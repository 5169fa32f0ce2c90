use std::fmt;

use super::ray::Ray;
use super::shapes::intersect_item;
use crate::pipeline::{ItemId, PipelineItem};

/// Receives the last selected item once a pick resolves, or `None` when
/// nothing was hit.
pub type PickCallback = Box<dyn FnOnce(Option<ItemId>)>;

/// Ordered list of selected items, last entry most recent.
#[derive(Debug, Clone, Default, PartialEq, Eq)]
pub struct Selection {
    items: Vec<ItemId>,
}

impl Selection {
    #[must_use]
    pub fn new() -> Self {
        Self::default()
    }

    /// Adds an item.
    ///
    /// An item that is already selected stays selected; a single pick then
    /// drops everything else. A new item is appended by a multi pick and
    /// replaces the selection otherwise.
    pub fn add(&mut self, item: ItemId, multi: bool) {
        if self.items.contains(&item) {
            if !multi {
                self.items.clear();
                self.items.push(item);
            }
            return;
        }

        if !multi {
            self.items.clear();
        }
        self.items.push(item);
    }

    /// Programmatic selection: `None` clears, otherwise same rules as
    /// [`add`](Self::add).
    pub fn select(&mut self, item: Option<ItemId>, add: bool) {
        match item {
            Some(item) => self.add(item, add),
            None => self.items.clear(),
        }
    }

    pub fn remove(&mut self, item: ItemId) {
        self.items.retain(|&i| i != item);
    }

    pub fn clear(&mut self) {
        self.items.clear();
    }

    #[must_use]
    pub fn contains(&self, item: ItemId) -> bool {
        self.items.contains(&item)
    }

    #[must_use]
    pub fn last(&self) -> Option<ItemId> {
        self.items.last().copied()
    }

    #[must_use]
    pub fn items(&self) -> &[ItemId] {
        &self.items
    }

    #[must_use]
    pub fn is_empty(&self) -> bool {
        self.items.is_empty()
    }
}

/// A ray pick waiting for the next frame.
///
/// Created by [`RenderEngine::pick`](crate::engine::RenderEngine::pick),
/// fed every pickable item the next render draws, and resolved when that
/// render finishes.
pub struct PickSession {
    ray: Ray,
    multi: bool,
    closest: f32,
    hit: Option<ItemId>,
    callback: Option<PickCallback>,
}

impl PickSession {
    #[must_use]
    pub fn new(ray: Ray, multi: bool, callback: Option<PickCallback>) -> Self {
        Self {
            ray,
            multi,
            closest: f32::INFINITY,
            hit: None,
            callback,
        }
    }

    #[must_use]
    pub fn ray(&self) -> &Ray {
        &self.ray
    }

    #[must_use]
    pub fn is_multi(&self) -> bool {
        self.multi
    }

    /// Distance of the closest hit so far, infinite before any hit.
    #[must_use]
    pub fn closest(&self) -> f32 {
        self.closest
    }

    #[must_use]
    pub fn hit(&self) -> Option<ItemId> {
        self.hit
    }

    /// Tests one item. Only a strictly closer hit replaces the current one,
    /// so the earlier item wins ties.
    pub fn test(&mut self, item: &PipelineItem) -> bool {
        match intersect_item(item, &self.ray, self.closest) {
            Some(t) if t < self.closest => {
                self.closest = t;
                self.hit = Some(item.id);
                true
            }
            _ => false,
        }
    }

    /// Applies the result to `selection` and runs the callback.
    pub fn finish(self, selection: &mut Selection) {
        match self.hit {
            Some(item) => selection.add(item, self.multi),
            None => selection.clear(),
        }

        if let Some(callback) = self.callback {
            callback(selection.last());
        }
    }
}

impl fmt::Debug for PickSession {
    fn fmt(&self, f: &mut fmt::Formatter<'_>) -> fmt::Result {
        f.debug_struct("PickSession")
            .field("ray", &self.ray)
            .field("multi", &self.multi)
            .field("closest", &self.closest)
            .field("hit", &self.hit)
            .finish_non_exhaustive()
    }
}

#[cfg(test)]
mod tests {
    use std::cell::Cell;
    use std::rc::Rc;

    use glam::Vec3;

    use super::*;
    use crate::pipeline::{GeometryItem, GeometryShape, ItemKind};

    fn id(n: u64) -> ItemId {
        ItemId::from_raw(n)
    }

    #[test]
    fn test_selection_rules() {
        let mut sel = Selection::new();
        sel.add(id(1), false);
        sel.add(id(2), true);
        assert_eq!(sel.items(), &[id(1), id(2)]);

        // re-adding in multi mode keeps membership
        sel.add(id(1), true);
        assert_eq!(sel.items(), &[id(1), id(2)]);

        // re-adding in single mode resets to that item
        sel.add(id(2), false);
        assert_eq!(sel.items(), &[id(2)]);

        sel.add(id(3), false);
        assert_eq!(sel.items(), &[id(3)]);

        sel.select(None, true);
        assert!(sel.is_empty());
    }

    fn cube_at(n: u64, z: f32) -> PipelineItem {
        PipelineItem::new(
            id(n),
            "cube",
            ItemKind::Geometry(GeometryItem::new(GeometryShape::Cube, Vec3::ONE).with_position(Vec3::new(0.0, 0.0, z))),
        )
    }

    #[test]
    fn test_closest_hit_wins_regardless_of_order() {
        let ray = Ray::new(Vec3::new(0.0, 0.0, 10.0), Vec3::NEG_Z);
        let near = cube_at(1, 2.0);
        let far = cube_at(2, -2.0);

        let mut session = PickSession::new(ray, false, None);
        session.test(&far);
        session.test(&near);
        assert_eq!(session.hit(), Some(id(1)));

        let mut session = PickSession::new(ray, false, None);
        session.test(&near);
        session.test(&far);
        assert_eq!(session.hit(), Some(id(1)));
    }

    #[test]
    fn test_ties_keep_first_item() {
        let ray = Ray::new(Vec3::new(0.0, 0.0, 10.0), Vec3::NEG_Z);
        let mut session = PickSession::new(ray, false, None);
        session.test(&cube_at(1, 0.0));
        session.test(&cube_at(2, 0.0));
        assert_eq!(session.hit(), Some(id(1)));
    }

    #[test]
    fn test_finish_reports_last_selected() {
        let seen = Rc::new(Cell::new(None));
        let sink = Rc::clone(&seen);

        let mut selection = Selection::new();
        selection.add(id(9), false);

        let ray = Ray::new(Vec3::new(0.0, 0.0, 10.0), Vec3::NEG_Z);
        let mut session = PickSession::new(ray, true, Some(Box::new(move |hit| sink.set(Some(hit)))));
        session.test(&cube_at(4, 0.0));
        session.finish(&mut selection);

        assert_eq!(selection.items(), &[id(9), id(4)]);
        assert_eq!(seen.get(), Some(Some(id(4))));
    }

    #[test]
    fn test_miss_clears_selection() {
        let mut selection = Selection::new();
        selection.add(id(9), false);

        let ray = Ray::new(Vec3::new(50.0, 0.0, 10.0), Vec3::NEG_Z);
        let mut session = PickSession::new(ray, false, None);
        session.test(&cube_at(4, 0.0));
        session.finish(&mut selection);
        assert!(selection.is_empty());
    }
}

**Problem**
All lines in the preceding records that hold the word "PipelineItem" need to be copied.

**Output for this exercise**
use crate::pipeline::{ItemId, PipelineItem};
    pub fn test(&mut self, item: &PipelineItem) -> bool {
    fn cube_at(n: u64, z: f32) -> PipelineItem {
        PipelineItem::new(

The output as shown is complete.